Source material Start Marker

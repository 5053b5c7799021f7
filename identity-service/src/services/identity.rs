use rand::Rng;
use service_core::error::AppError;
use std::sync::Arc;
use uuid::Uuid;

use crate::models::{EndUser, Project};
use crate::providers::FederatedProfile;
use crate::services::credentials::CredentialStore;
use crate::services::error::FlowError;
use crate::utils::{hash_password, verify_password, Password, PasswordHashString};

const USERNAME_MAX_LEN: usize = 24;
const USERNAME_SUFFIX_ATTEMPTS: usize = 5;

/// Account resolution: local registration and login, and find-or-create
/// for federated profiles.
#[derive(Clone)]
pub struct IdentityService {
    credentials: Arc<dyn CredentialStore>,
}

impl IdentityService {
    pub fn new(credentials: Arc<dyn CredentialStore>) -> Self {
        Self { credentials }
    }

    /// Create a local account. The account starts unverified and cannot
    /// complete a login until the email is confirmed.
    pub async fn register_local(
        &self,
        project: &Project,
        email: &str,
        password: &str,
        username: Option<&str>,
    ) -> Result<EndUser, FlowError> {
        let email = email.trim().to_lowercase();

        let username = match username {
            Some(name) => {
                if self
                    .credentials
                    .username_taken(project.project_id, name)
                    .await?
                {
                    return Err(FlowError::Conflict("username is already taken".to_string()));
                }
                name.to_string()
            }
            None => self.synthesize_username(project.project_id, &email).await?,
        };

        let password = Password::new(password.to_string());
        let hash = hash_password(&password).map_err(AppError::InternalError)?;

        let user = EndUser::new_local(project.project_id, email, username, hash.into_string());
        match self.credentials.insert_user(&user).await {
            Ok(()) => Ok(user),
            Err(AppError::Conflict(_)) => Err(FlowError::Conflict(
                "email is already registered for this project".to_string(),
            )),
            Err(e) => Err(e.into()),
        }
    }

    /// Check email/password against the stored account. Failure modes are
    /// deliberately coarse; only the provider mismatch is distinguished so
    /// the login UI can point the user at the right button.
    pub async fn authenticate_local(
        &self,
        project: &Project,
        email: &str,
        password: &str,
    ) -> Result<EndUser, FlowError> {
        let user = self
            .credentials
            .find_by_email(project.project_id, email)
            .await?
            .ok_or(FlowError::InvalidCredentials)?;

        let Some(stored_hash) = &user.password_hash else {
            return Err(FlowError::ProviderMismatch);
        };

        let password = Password::new(password.to_string());
        let hash = PasswordHashString::new(stored_hash.clone());
        verify_password(&password, &hash).map_err(|_| FlowError::InvalidCredentials)?;

        Ok(user)
    }

    /// Find the account a federated profile maps to, creating it on first
    /// login. An existing account under the same email but a different
    /// provider is never silently linked.
    pub async fn resolve_federated(
        &self,
        project: &Project,
        profile: &FederatedProfile,
    ) -> Result<EndUser, FlowError> {
        if let Some(mut user) = self
            .credentials
            .find_by_provider_identity(
                project.project_id,
                profile.provider.as_str(),
                &profile.provider_user_id,
            )
            .await?
        {
            if user.avatar_url != profile.avatar_url {
                self.credentials
                    .update_avatar(user.user_id, profile.avatar_url.as_deref())
                    .await?;
                user.avatar_url = profile.avatar_url.clone();
            }
            return Ok(user);
        }

        let email = profile.email.trim().to_lowercase();
        if let Some(existing) = self
            .credentials
            .find_by_email(project.project_id, &email)
            .await?
        {
            if existing.provider != profile.provider.as_str() {
                return Err(FlowError::ProviderMismatch);
            }
        }

        let base = profile
            .username_hint
            .as_deref()
            .unwrap_or(email.as_str());
        let username = self.synthesize_username(project.project_id, base).await?;

        let user = EndUser::new_federated(
            project.project_id,
            email,
            username,
            profile.provider,
            Some(profile.provider_user_id.clone()),
            profile.avatar_url.clone(),
            profile.email_verified,
        );
        match self.credentials.insert_user(&user).await {
            Ok(()) => Ok(user),
            // Lost a creation race; the other login won, reuse its row.
            Err(AppError::Conflict(_)) => self
                .credentials
                .find_by_provider_identity(
                    project.project_id,
                    profile.provider.as_str(),
                    &profile.provider_user_id,
                )
                .await?
                .ok_or(FlowError::ProviderMismatch),
            Err(e) => Err(e.into()),
        }
    }

    /// Derive a free username from an email or display name: lowercase
    /// `[a-z0-9_]` base, then a few tries with a random 4-digit suffix.
    async fn synthesize_username(
        &self,
        project_id: Uuid,
        base: &str,
    ) -> Result<String, FlowError> {
        let stem = sanitize_username(base);

        if !self.credentials.username_taken(project_id, &stem).await? {
            return Ok(stem);
        }

        for _ in 0..USERNAME_SUFFIX_ATTEMPTS {
            let suffix: u32 = rand::thread_rng().gen_range(0..10_000);
            let candidate = format!("{}_{:04}", stem, suffix);
            if !self
                .credentials
                .username_taken(project_id, &candidate)
                .await?
            {
                return Ok(candidate);
            }
        }

        Err(FlowError::Conflict(
            "could not allocate a unique username".to_string(),
        ))
    }
}

fn sanitize_username(input: &str) -> String {
    // Everything before an @, lowercased, restricted to [a-z0-9_].
    let local = input.split('@').next().unwrap_or(input);
    let mut out: String = local
        .to_lowercase()
        .chars()
        .map(|c| {
            if c.is_ascii_lowercase() || c.is_ascii_digit() {
                c
            } else {
                '_'
            }
        })
        .collect();
    out.truncate(USERNAME_MAX_LEN);
    if out.trim_matches('_').is_empty() {
        out = "user".to_string();
    }
    out
}

#[cfg(test)]
mod tests {
    use super::*;
    use crate::models::ProviderKind;
    use crate::services::credentials::MemoryCredentialStore;

    fn project() -> Project {
        Project {
            project_id: Uuid::new_v4(),
            name: "demo".into(),
            public_key: "pk_demo".into(),
            private_key: "sk_demo".into(),
            redirect_uris: vec![],
            enabled_providers: vec!["local".into(), "google".into()],
            allowed_origins: vec![],
            webhook_urls: vec![],
            verification_template: None,
            created_utc: chrono::Utc::now(),
        }
    }

    fn google_profile(email: &str, provider_user_id: &str) -> FederatedProfile {
        FederatedProfile {
            provider: ProviderKind::Google,
            provider_user_id: provider_user_id.into(),
            email: email.into(),
            username_hint: Some("Jane Doe".into()),
            avatar_url: Some("https://img.test/a.png".into()),
            email_verified: true,
        }
    }

    #[test]
    fn sanitize_strips_domain_and_symbols() {
        assert_eq!(sanitize_username("Jane.Doe+spam@x.com"), "jane_doe_spam");
        assert_eq!(sanitize_username("Jane Doe"), "jane_doe");
        assert_eq!(sanitize_username("@@@"), "user");
    }

    #[tokio::test]
    async fn register_hashes_and_starts_unverified() {
        let svc = IdentityService::new(Arc::new(MemoryCredentialStore::new()));
        let project = project();

        let user = svc
            .register_local(&project, "U@X.com", "Passw0rd!", Some("jane"))
            .await
            .unwrap();

        assert_eq!(user.email, "u@x.com");
        assert!(!user.is_verified);
        let hash = user.password_hash.as_deref().unwrap();
        assert!(hash.starts_with("$argon2"));
        assert_ne!(hash, "Passw0rd!");
    }

    #[tokio::test]
    async fn duplicate_registration_conflicts() {
        let svc = IdentityService::new(Arc::new(MemoryCredentialStore::new()));
        let project = project();

        svc.register_local(&project, "u@x.com", "Passw0rd!", None)
            .await
            .unwrap();
        let err = svc
            .register_local(&project, "u@x.com", "Other1234", None)
            .await
            .unwrap_err();
        assert!(matches!(err, FlowError::Conflict(_)));
    }

    #[tokio::test]
    async fn authenticate_checks_password() {
        let svc = IdentityService::new(Arc::new(MemoryCredentialStore::new()));
        let project = project();
        svc.register_local(&project, "u@x.com", "Passw0rd!", None)
            .await
            .unwrap();

        assert!(svc
            .authenticate_local(&project, "u@x.com", "Passw0rd!")
            .await
            .is_ok());
        let err = svc
            .authenticate_local(&project, "u@x.com", "wrong")
            .await
            .unwrap_err();
        assert!(matches!(err, FlowError::InvalidCredentials));
        let err = svc
            .authenticate_local(&project, "nobody@x.com", "Passw0rd!")
            .await
            .unwrap_err();
        assert!(matches!(err, FlowError::InvalidCredentials));
    }

    #[tokio::test]
    async fn password_login_on_federated_account_is_a_mismatch() {
        let store = Arc::new(MemoryCredentialStore::new());
        let svc = IdentityService::new(store.clone());
        let project = project();

        svc.resolve_federated(&project, &google_profile("g@x.com", "goog-1"))
            .await
            .unwrap();

        let err = svc
            .authenticate_local(&project, "g@x.com", "anything")
            .await
            .unwrap_err();
        assert!(matches!(err, FlowError::ProviderMismatch));
    }

    #[tokio::test]
    async fn federated_login_is_find_or_create() {
        let svc = IdentityService::new(Arc::new(MemoryCredentialStore::new()));
        let project = project();
        let profile = google_profile("g@x.com", "goog-1");

        let first = svc.resolve_federated(&project, &profile).await.unwrap();
        let second = svc.resolve_federated(&project, &profile).await.unwrap();
        assert_eq!(first.user_id, second.user_id);
        assert!(first.is_verified);
        assert!(first.username.starts_with("jane_doe"));
    }

    #[tokio::test]
    async fn federated_does_not_link_local_accounts() {
        let svc = IdentityService::new(Arc::new(MemoryCredentialStore::new()));
        let project = project();
        svc.register_local(&project, "u@x.com", "Passw0rd!", None)
            .await
            .unwrap();

        let err = svc
            .resolve_federated(&project, &google_profile("u@x.com", "goog-9"))
            .await
            .unwrap_err();
        assert!(matches!(err, FlowError::ProviderMismatch));
    }

    #[tokio::test]
    async fn username_collision_gets_a_suffix() {
        let svc = IdentityService::new(Arc::new(MemoryCredentialStore::new()));
        let project = project();

        let a = svc
            .register_local(&project, "jane@x.com", "Passw0rd!", None)
            .await
            .unwrap();
        let b = svc
            .register_local(&project, "jane@y.com", "Passw0rd!", None)
            .await
            .unwrap();

        assert_eq!(a.username, "jane");
        assert!(b.username.starts_with("jane_"));
        assert_ne!(a.username, b.username);
    }
}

Source material End Marker

Problem description:
From the records above, pull out each line that has "services".

Your solution:
filename identity-service/src/services/identity.rs
use crate::services::credentials::CredentialStore;
use crate::services::error::FlowError;
    use crate::services::credentials::MemoryCredentialStore;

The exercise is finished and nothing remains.